• [Task]: Pull out each line of the records holding the string "BigInt".

** Materials provided follows **

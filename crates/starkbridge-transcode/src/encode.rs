//! SolValue tree -> flat felt sequence, driven by a ParamType tree.
//!
//! The encoder consumes input values through a single-pass ordered cursor:
//! each sub-encode advances the cursor by exactly what it consumes, so
//! composite encoders recurse into scalar encoders without pre-flattening.
//! Too few inputs is an immediate failure, never silent padding.

use crate::error::{Result, TranscodeError};
use crate::numeric;
use starkbridge_types::{Felt, Param, ParamType, SolValue};
use tracing::trace;

/// Felt budget of an address on the destination side.
pub(crate) const ADDRESS_FELT_BITS: usize = 251;

/// Encode a value per declared parameter. Every input value must be
/// consumed; leftovers are an error.
pub fn encode(params: &[Param], values: &[SolValue]) -> Result<Vec<Felt>> {
    let mut cursor = values.iter();
    let mut out = Vec::new();
    for param in params {
        let value = cursor.next().ok_or(TranscodeError::UnexpectedEndOfValues)?;
        encode_value(&param.kind, value, &mut out)?;
    }
    let leftover = cursor.count();
    if leftover > 0 {
        return Err(TranscodeError::TrailingValues(leftover));
    }
    Ok(out)
}

/// Encode a single value against its type descriptor, appending felts.
pub fn encode_value(kind: &ParamType, value: &SolValue, out: &mut Vec<Felt>) -> Result<()> {
    trace!(ty = %kind, value = %value, "encode");
    match kind {
        ParamType::Uint(width) => {
            out.extend(numeric::encode_int(expect_number(kind, value)?, *width, false)?);
        }
        ParamType::Int(width) => {
            out.extend(numeric::encode_int(expect_number(kind, value)?, *width, true)?);
        }
        ParamType::Address => {
            // the 160-bit Ethereum check belongs to the ABI coder; on the
            // wire an address is a single felt
            out.extend(numeric::encode_int(
                expect_number(kind, value)?,
                ADDRESS_FELT_BITS,
                false,
            )?);
        }
        ParamType::Bool => match value {
            SolValue::Bool(b) => out.push(if *b { Felt::one() } else { Felt::zero() }),
            other => return Err(mismatch(kind, other)),
        },
        ParamType::FixedBytes(size) => {
            // an N-byte string is an N*8-bit unsigned word
            let width = size * 8;
            match value {
                SolValue::Number(_) => {
                    out.extend(numeric::encode_int(expect_number(kind, value)?, width, false)?);
                }
                SolValue::Bytes(bytes) => {
                    if bytes.len() != *size {
                        return Err(TranscodeError::LengthMismatch {
                            declared: *size,
                            actual: bytes.len(),
                        });
                    }
                    let word = num_bigint::BigInt::from_bytes_be(num_bigint::Sign::Plus, bytes);
                    out.extend(numeric::encode_int(&word, width, false)?);
                }
                other => return Err(mismatch(kind, other)),
            }
        }
        ParamType::Bytes => match value {
            SolValue::Bytes(bytes) => encode_byte_run(bytes, out),
            other => return Err(mismatch(kind, other)),
        },
        ParamType::String => match value {
            SolValue::Str(s) => encode_byte_run(s.as_bytes(), out),
            other => return Err(mismatch(kind, other)),
        },
        ParamType::Array { elem, len } => match value {
            SolValue::Array(items) => {
                match len {
                    // dynamic arrays carry an element count, fixed ones don't
                    None => out.push(Felt::from(items.len() as u64)),
                    Some(declared) => {
                        if items.len() != *declared {
                            return Err(TranscodeError::LengthMismatch {
                                declared: *declared,
                                actual: items.len(),
                            });
                        }
                    }
                }
                for item in items {
                    encode_value(elem, item, out)?;
                }
            }
            other => return Err(mismatch(kind, other)),
        },
        ParamType::Tuple(components) => {
            for (component, item) in match_tuple_fields(components, value)? {
                encode_value(&component.kind, item, out)?;
            }
        }
    }
    Ok(())
}

/// Match a tuple value against its declared components.
///
/// Name-keyed struct inputs are matched exhaustively: every declared field
/// must be supplied and nothing extra may be. Positional inputs are matched
/// in order with a strict arity check.
pub(crate) fn match_tuple_fields<'a>(
    components: &'a [Param],
    value: &'a SolValue,
) -> Result<Vec<(&'a Param, &'a SolValue)>> {
    match value {
        SolValue::Struct(fields) => {
            let mut matched = Vec::with_capacity(components.len());
            for component in components {
                let field = fields
                    .iter()
                    .find(|(name, _)| name == &component.name)
                    .ok_or_else(|| TranscodeError::MissingField(component.name.clone()))?;
                matched.push((component, &field.1));
            }
            if fields.len() != components.len() {
                for (name, _) in fields {
                    if components.iter().all(|c| &c.name != name) {
                        return Err(TranscodeError::UnexpectedField(name.clone()));
                    }
                }
                // only duplicates remain
                return Err(TranscodeError::LengthMismatch {
                    declared: components.len(),
                    actual: fields.len(),
                });
            }
            Ok(matched)
        }
        SolValue::Tuple(items) | SolValue::Array(items) => {
            if items.len() != components.len() {
                return Err(TranscodeError::LengthMismatch {
                    declared: components.len(),
                    actual: items.len(),
                });
            }
            Ok(components.iter().zip(items.iter()).collect())
        }
        other => Err(TranscodeError::TypeMismatch {
            expected: "tuple".to_string(),
            got: other.kind_name().to_string(),
        }),
    }
}

fn encode_byte_run(bytes: &[u8], out: &mut Vec<Felt>) {
    out.push(Felt::from(bytes.len() as u64));
    for byte in bytes {
        out.push(Felt::from(*byte as u64));
    }
}

fn expect_number<'a>(kind: &ParamType, value: &'a SolValue) -> Result<&'a num_bigint::BigInt> {
    value.as_number().ok_or_else(|| mismatch(kind, value))
}

fn mismatch(kind: &ParamType, value: &SolValue) -> TranscodeError {
    TranscodeError::TypeMismatch {
        expected: kind.canonical(),
        got: value.kind_name().to_string(),
    }
}
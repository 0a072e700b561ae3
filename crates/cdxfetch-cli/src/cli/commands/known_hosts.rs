//! `cdxfetch known-hosts` – list the seeded known-hostnames set.

use cdxfetch_core::config::FetchConfig;
use cdxfetch_core::KnownHosts;

pub fn run_known_hosts(cfg: &FetchConfig) {
    for host in KnownHosts::with_extra(&cfg.known_hosts).snapshot() {
        println!("{}", host);
    }
}
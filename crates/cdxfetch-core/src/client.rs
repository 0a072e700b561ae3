//! Request-scoped context tying a transport to the shared known-hosts set.

use std::sync::Arc;

use crate::config::FetchConfig;
use crate::known_hosts::KnownHosts;
use crate::request::{default_user_agent, GetRequest};
use crate::retry::{run_get, FetchError, Fetched};
use crate::transport::{CurlTransport, Transport};

/// Everything a GET needs besides the request itself.
///
/// Cheap to clone when `T` is; clones share the same `KnownHosts`.
#[derive(Debug, Clone)]
pub struct FetchClient<T> {
    transport: T,
    known_hosts: Arc<KnownHosts>,
    user_agent: String,
}

impl FetchClient<CurlTransport> {
    /// Curl-backed client from config: proxy, extra known hosts, UA override.
    pub fn from_config(cfg: &FetchConfig) -> Self {
        let known_hosts = Arc::new(KnownHosts::with_extra(&cfg.known_hosts));
        let mut client = Self::new(CurlTransport::with_proxy(cfg.proxy.clone()), known_hosts);
        if let Some(ua) = &cfg.user_agent {
            client = client.with_user_agent(ua.clone());
        }
        client
    }
}

impl<T: Transport> FetchClient<T> {
    pub fn new(transport: T, known_hosts: Arc<KnownHosts>) -> Self {
        Self {
            transport,
            known_hosts,
            user_agent: default_user_agent(),
        }
    }

    /// Replace the User-Agent injected when a request carries none.
    pub fn with_user_agent(mut self, user_agent: impl Into<String>) -> Self {
        self.user_agent = user_agent.into();
        self
    }

    pub fn known_hosts(&self) -> &Arc<KnownHosts> {
        &self.known_hosts
    }

    pub fn user_agent(&self) -> &str {
        &self.user_agent
    }

    pub fn transport(&self) -> &T {
        &self.transport
    }

    /// GET with retry, backoff and classification. See [`run_get`].
    pub async fn get(&self, request: GetRequest) -> Result<Fetched, FetchError> {
        run_get(&self.transport, &self.known_hosts, request, &self.user_agent).await
    }
}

** End of Materials provided **

• [Result of this exercise]:
                    let word = num_bigint::BigInt::from_bytes_be(num_bigint::Sign::Plus, bytes);
fn expect_number<'a>(kind: &ParamType, value: &'a SolValue) -> Result<&'a num_bigint::BigInt> {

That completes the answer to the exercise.